Aim of the task:
Restate exactly, and only, the lines spanning from the one with "case nothing changes." to the end of the records below.

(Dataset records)
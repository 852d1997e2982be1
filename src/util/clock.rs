//! Wall-clock helpers.

use std::time::{SystemTime, UNIX_EPOCH};

/// Milliseconds since the Unix epoch, or zero if the system clock is before it.
#[must_use]
pub fn now_ms() -> u128 {
    SystemTime::now()
        .duration_since(UNIX_EPOCH)
        .map(|d| d.as_millis())
        .unwrap_or_default()
}
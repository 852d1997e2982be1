//! Logging setup for hosts that do not install their own subscriber.

use tracing_subscriber::EnvFilter;

/// Filter used when `RUST_LOG` is not set: tracker warnings and errors only.
pub const DEFAULT_LOG_FILTER: &str = "ugm_tracker=warn";

/// Install a formatting subscriber filtered by `RUST_LOG`.
///
/// A `.env` file in the working directory is loaded first, so `RUST_LOG` can
/// live there. Returns false when a global subscriber was already installed,
/// in which case nothing changes.
pub fn init_tracing() -> bool {
    if tracing::dispatcher::has_been_set() {
        return false;
    }
    let _ = dotenvy::dotenv();
    let filter =
        EnvFilter::try_from_default_env().unwrap_or_else(|_| EnvFilter::new(DEFAULT_LOG_FILTER));
    tracing_subscriber::fmt()
        .with_env_filter(filter)
        .with_target(true)
        .try_init()
        .is_ok()
}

Answer to the problem:
/// in which case nothing changes.
pub fn init_tracing() -> bool {
    if tracing::dispatcher::has_been_set() {
        return false;
    }
    let _ = dotenvy::dotenv();
    let filter =
        EnvFilter::try_from_default_env().unwrap_or_else(|_| EnvFilter::new(DEFAULT_LOG_FILTER));
    tracing_subscriber::fmt()
        .with_env_filter(filter)
        .with_target(true)
        .try_init()
        .is_ok()
}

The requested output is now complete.